Once you’ve pinpointed the hazard (or hazards), and before resorting to a respirator, try to reduce or eliminate the source of the problem. For example, use a different management practice when harvesting and storing crops to reduce dust and mould; provide improved ventilation in your barn; and use a non-toxic or less-volatile pesticide. If, after trying to reduce or eliminate the hazard, you are still at risk, use a respirator.

Please note that a nuisance dust mask is not an approved respirator. This type of mask offers some protection against large particles of dust, but not against smaller particles that may enter deep into the lungs and cause respiratory distress or disease.

Types of respirators

There are two categories of respirators: those that purify the air and those that use supplied air. Air-purifying respirators are equipped with filters through which the user breathes. These respirators do not supply oxygen. Therefore, they should not be worn in areas considered immediately dangerous to life or health, such as oxygen-deficient areas (oxygen-limiting silos, for example) or highly toxic atmospheres (manure storage pits).

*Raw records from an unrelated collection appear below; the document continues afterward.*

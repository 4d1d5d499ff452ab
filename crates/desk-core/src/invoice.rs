//! # Invoice
//!
//! Print-formatted invoice derived from data the workflow already holds.
//! Building or rendering one never touches the network.

use crate::booking::{BookingDetails, ChargeLine, GuestPayload, PaymentMethod};
use crate::conversion::Conversion;
use crate::error::{DeskError, DeskResult};
use crate::hotel::Hotel;
use crate::money::Money;
use crate::room::{DateRange, RoomSummary};
use crate::step::Step;
use chrono::NaiveDate;
use serde::Serialize;

const WIDTH: usize = 48;

/// Everything the invoice may draw from; later fields fill gaps in `details`
#[derive(Debug, Clone, Copy)]
pub struct InvoiceSource<'a> {
    pub hotel: &'a Hotel,
    pub details: &'a BookingDetails,
    pub guest: Option<&'a GuestPayload>,
    pub room: Option<&'a RoomSummary>,
    pub stay: Option<&'a DateRange>,
    pub conversion: Option<&'a Conversion>,
}

#[derive(Debug, Clone, PartialEq, Serialize)]
pub struct Invoice {
    pub hotel_name: String,
    pub hotel_address: String,
    pub hotel_contact: String,
    pub booking_code: String,
    pub booking_status: String,
    pub guest_name: Option<String>,
    pub guest_phone: Option<String>,
    pub room: Option<String>,
    pub check_in: Option<NaiveDate>,
    pub check_out: Option<NaiveDate>,
    pub nights: Option<i64>,
    pub lines: Vec<ChargeLine>,
    pub tax: Option<Money>,
    pub total: Money,
    pub amount_paid: Option<Money>,
    pub reference_amount: Option<Money>,
    pub payment_method: Option<PaymentMethod>,
    pub payment_reference: Option<String>,
}

impl Invoice {
    /// Assemble an invoice.
    ///
    /// The total comes from the server breakdown when present, else from the
    /// booking's required amount, else from nightly rate times nights.
    pub fn build(source: InvoiceSource<'_>) -> DeskResult<Self> {
        let details = source.details;
        let booking = &details.booking;
        let guest = details.guest.as_ref().or(source.guest);
        let room = details.room.as_ref().or(source.room);
        let stay = details.stay.as_ref().or(source.stay);
        let nights = details.duration_nights.or_else(|| stay.map(DateRange::nights));

        let breakdown = details.calculation_breakdown.as_ref();
        let total = match (
            breakdown.map(|b| b.final_amount).or(booking.billing.amount_required),
            room.zip(nights),
        ) {
            (Some(total), _) => total,
            (None, Some((room, nights))) => room.nightly_rate.times(nights)?,
            (None, None) => {
                return Err(DeskError::StateLost {
                    restart_at: Step::ConfirmBooking,
                    reason: format!("no payable amount known for booking {}", booking.code),
                })
            }
        };

        Ok(Self {
            hotel_name: source.hotel.name.clone(),
            hotel_address: source.hotel.address.clone(),
            hotel_contact: source.hotel.contact_line(),
            booking_code: booking.code.clone(),
            booking_status: booking.status.label().to_string(),
            guest_name: guest.map(GuestPayload::full_name),
            guest_phone: guest.map(|g| g.phone.e164()),
            room: room.map(|r| format!("{} ({})", r.code, r.room_type)),
            check_in: stay.map(DateRange::start),
            check_out: stay.map(DateRange::end),
            nights,
            lines: breakdown.map(|b| b.display_lines()).unwrap_or_default(),
            tax: breakdown.and_then(|b| b.tax).filter(|t| t.amount != 0),
            total,
            amount_paid: booking.billing.amount_paid,
            reference_amount: source.conversion.map(Conversion::payable),
            payment_method: booking.payment_method.or(guest.map(|g| g.payment_method)),
            payment_reference: details.payment_reference.clone(),
        })
    }

    /// Plain-text rendering for the receipt printer
    pub fn render_text(&self) -> String {
        let rule = "-".repeat(WIDTH);
        let mut out = Vec::new();

        out.push(center(&self.hotel_name));
        if !self.hotel_address.is_empty() {
            out.push(center(&self.hotel_address));
        }
        if !self.hotel_contact.is_empty() {
            out.push(center(&self.hotel_contact));
        }
        out.push(rule.clone());
        out.push(row("Booking", &self.booking_code));
        out.push(row("Status", &self.booking_status));
        if let Some(name) = &self.guest_name {
            out.push(row("Guest", name));
        }
        if let Some(phone) = &self.guest_phone {
            out.push(row("Phone", phone));
        }
        if let Some(room) = &self.room {
            out.push(row("Room", room));
        }
        if let (Some(start), Some(end)) = (self.check_in, self.check_out) {
            out.push(row("Stay", &format!("{} -> {}", start, end)));
        }
        if let Some(nights) = self.nights {
            out.push(row("Nights", &nights.to_string()));
        }
        out.push(rule.clone());
        for line in &self.lines {
            out.push(row(&line.description, &line.amount.display()));
        }
        if let Some(tax) = self.tax {
            out.push(row("Tax", &tax.display()));
        }
        out.push(row("TOTAL", &self.total.display()));
        if let Some(reference) = self.reference_amount {
            out.push(row("Payable (reference)", &reference.display()));
        }
        if let Some(paid) = self.amount_paid {
            out.push(row("Paid", &paid.display()));
        }
        if let Some(method) = self.payment_method {
            out.push(row("Method", method.as_str()));
        }
        if let Some(reference) = &self.payment_reference {
            out.push(row("Reference", reference));
        }
        out.push(rule);

        out.join("\n")
    }
}

fn center(text: &str) -> String {
    format!("{:^width$}", text, width = WIDTH).trim_end().to_string()
}

fn row(label: &str, value: &str) -> String {
    let gap = WIDTH.saturating_sub(label.chars().count() + value.chars().count()).max(1);
    format!("{}{}{}", label, " ".repeat(gap), value)
}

Air-purifying respirators are good in areas such as barn lofts with mouldy hay, fields during tilling or pesticide application, as well as construction sites where fibreglass or wood dusts are likely to be found.

For most air-purifying respirators, the user must pull air through the filter with their own breathing. This type of respirator is often referred to as a “negative pressure” respirator because the user must draw in oxygen (inhalation) through the respiratory unit.

Supplied-air respirators are the only ones to be used in areas considered dangerous to life or health. There are two types: air line respirators, which provide clean air through a hose, which is connected to a stationary air pump or tank; and a self-contained breathing apparatus, which has a portable air tank that is carried on the back like those worn by scuba divers and fire-fighters.

Breathe easy

In 2014, North Safety Products Africa launched the lightweight and highly portable CleanSpace2 _ the world’s smallest powered air-purifying respirator.

Breathe easyThe one-piece unit weighs less than 500 g. North marketing manager Lizette Kasselman says that a soft silicone mask and cushioned power unit fits around the back of the neck. “This ensures that the user is screened from hazardous particle matter from 0,3 microns. To prevent contamination, the breath-responsive respirator intelligently adjusts airflow, thereby maintaining positive pressure inside the mask.”

This also serves to maximise filter life by only purifying air that the user breathes in. The CleanSpace2 is compatible with other head-worn personal protective equipment (PPE) and can support work in the harshest conditions with a continuous running time of six hours.

“Care is made easy with an improved filter cover for quick and intuitive replacements, and the mask can be washed in warm soapy water or on the top shelf of a dishwasher,” observes Kasselman. CleanSpace2 should operate service-free for up to three years.